Eric Kacou has made his mark in an environment that is a world away from the plush executive offices to which many MBA graduates aspire. In doing so, the 35-year-old has helped transform a country clouded by a dark history into one of Africa’s new bright hopes.

Ten years ago, at the request of Rwandan president Paul Kagame, Kacou was involved in the launch of the Rwanda National Innovation and Competitiveness programme, along with Michael Fairbanks, the development expert and author.

The initiative is credited with helping the country revive its private sector and boost the competitiveness of export sectors such as tourism and coffee following the 100 days of genocide in 1994.

After two years away studying for his MBA at the University of Pennsylvania’s Wharton School in Philadelphia, Kacou returned to Rwanda and took over leadership of the programme, remaining in charge until last year.

“The world is taking notice of Rwanda as a beacon of hope in Africa,” says Kacou today. Key to the country’s transformation, he believes, is the nature of its leadership and a focus on home-grown and entrepreneurial solutions to its problems.

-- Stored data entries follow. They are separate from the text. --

//! Prometheus metrics and the user-facing stats counters.
mod stats;

pub use stats::*;


use lazy_static::lazy_static;
use prometheus::exponential_buckets;
use prometheus::Histogram;
use prometheus::HistogramOpts;
use prometheus::IntCounter;
use prometheus::IntCounterVec;
use prometheus::IntGauge;
use prometheus::Opts;
use prometheus::Registry;
use tokio::sync::watch;
use tracing::error;
use tracing::info;
use tracing::warn;
use warp::Filter;
use warp::Rejection;
use warp::Reply;

lazy_static! {
    pub static ref POLL_CYCLES_TOTAL: IntCounterVec = IntCounterVec::new(
        Opts::new("poll_cycles_total", "Poll cycles by outcome"),
        &["outcome"]
    )
    .expect("metric can not be created");

    pub static ref POLL_CYCLE_DURATION: Histogram = Histogram::with_opts(
        HistogramOpts::new("poll_cycle_duration_ms", "Duration of one poll cycle in ms")
            .buckets(exponential_buckets(1.0, 2.0, 16).unwrap_or_default())
    )
    .expect("metric can not be created");

    pub static ref ROWS_PROCESSED_TOTAL: IntCounter =
        IntCounter::new("rows_processed_total", "Data rows evaluated against the rule set")
            .expect("metric can not be created");

    pub static ref TRIGGERS_TOTAL: IntCounterVec = IntCounterVec::new(
        Opts::new("triggers_total", "Fired rules by trigger reason"),
        &["reason"]
    )
    .expect("Should succeed to create metric");

    pub static ref COMPLETIONS_TOTAL: IntCounterVec = IntCounterVec::new(
        Opts::new("completions_total", "Generation jobs by outcome"),
        &["outcome"]
    )
    .expect("Should succeed to create metric");

    pub static ref WRITES_TOTAL: IntCounterVec = IntCounterVec::new(
        Opts::new("writes_total", "Write-backs by outcome, retries excluded"),
        &["outcome"]
    )
    .expect("Should succeed to create metric");

    pub static ref ERRORS_TOTAL: IntCounterVec = IntCounterVec::new(
        Opts::new("errors_total", "Counted errors by pipeline stage"),
        &["stage"]
    )
    .expect("Should succeed to create metric");

    pub static ref GENERATIONS_IN_FLIGHT: IntGauge =
        IntGauge::new("generations_in_flight", "Generation workers currently running")
            .expect("metric can not be created");

    pub static ref REGISTRY: Registry = Registry::new();
}

/// Registers every engine metric into `registry`. Already-registered
/// collectors are skipped.
pub fn register_custom_metrics(registry: &Registry) {
    let collectors: Vec<Box<dyn prometheus::core::Collector>> = vec![
        Box::new(POLL_CYCLES_TOTAL.clone()),
        Box::new(POLL_CYCLE_DURATION.clone()),
        Box::new(ROWS_PROCESSED_TOTAL.clone()),
        Box::new(TRIGGERS_TOTAL.clone()),
        Box::new(COMPLETIONS_TOTAL.clone()),
        Box::new(WRITES_TOTAL.clone()),
        Box::new(ERRORS_TOTAL.clone()),
        Box::new(GENERATIONS_IN_FLIGHT.clone()),
    ];
    for collector in collectors {
        if let Err(e) = registry.register(collector) {
            warn!("collector can not be registered: {:?}", e);
        }
    }
}

/// Serves `/metrics` until `shutdown_signal` changes
pub async fn start_server(
    port: u16,
    mut shutdown_signal: watch::Receiver<()>,
) {
    register_custom_metrics(&REGISTRY);

    let metrics_route = warp::path!("metrics")
        .map(|| REGISTRY.clone())
        .and_then(metrics_handler);

    let bound = warp::serve(metrics_route).try_bind_with_graceful_shutdown(
        ([0, 0, 0, 0], port),
        async move {
            let _ = shutdown_signal.changed().await;
        },
    );
    match bound {
        Ok((addr, server)) => {
            info!("metrics server listening on {}", addr);
            server.await;
        }
        Err(e) => error!("metrics server could not bind port {}: {}", port, e),
    }
}

async fn metrics_handler(registry: Registry) -> Result<impl Reply, Rejection> {
    use prometheus::Encoder;
    let encoder = prometheus::TextEncoder::new();

    let mut buffer = Vec::new();
    if let Err(e) = encoder.encode(&registry.gather(), &mut buffer) {
        error!("could not encode custom metrics: {}", e);
    };
    let res = match String::from_utf8(buffer) {
        Ok(v) => v,
        Err(e) => {
            error!("custom metrics could not be from_utf8'd: {}", e);
            String::default()
        }
    };
    Ok(res)
}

Kacou’s experiences in Rwanda are at the heart of his new book*, which encapsulates what he sees as his mission in life: to equip entrepreneurs and the leaders of the world’s poorest societies with the mindsets and tools to thrive at the “bottom of the pyramid” – the largest but poorest socio-economic group – and create prosperity for their societies.

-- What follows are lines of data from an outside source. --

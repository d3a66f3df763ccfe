mod mock_completion;
mod mock_sheet;
mod mock_stats;

pub use mock_completion::*;
pub use mock_sheet::*;
pub use mock_stats::*;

Born and raised in Côte d’Ivoire, Kacou’s first trip outside Africa was to study at HEC Montreal in 1993. After attending an exchange programme at Essec in Paris in 1995, he graduated in 1997 with a BA in business and was hired by Monitor Group, an international strategy consultancy.

Three years later, he was part of Monitor’s country competitiveness team that was spun out – with backing from venture capitalists – as ontheFrontier, later becoming OTF Group. One of Kacou’s first assignments with the new company was to help develop a national tourism strategy for Rwanda.

By 2002, however, he had spent five years as a business strategist serving both low-income nations and corporations, and was ready for a dramatic change, both in terms of personal growth and his professional impact.

He says: “While my experience was exhilarating, I found my toolkit wanting. Going back for the MBA was a way to bridge the gaps.”

Kacou appreciates the learning experience of an MBA programme. “I think it’s very important,” he says, “because it gives you a sound understanding of different domains of business such as finance and marketing.”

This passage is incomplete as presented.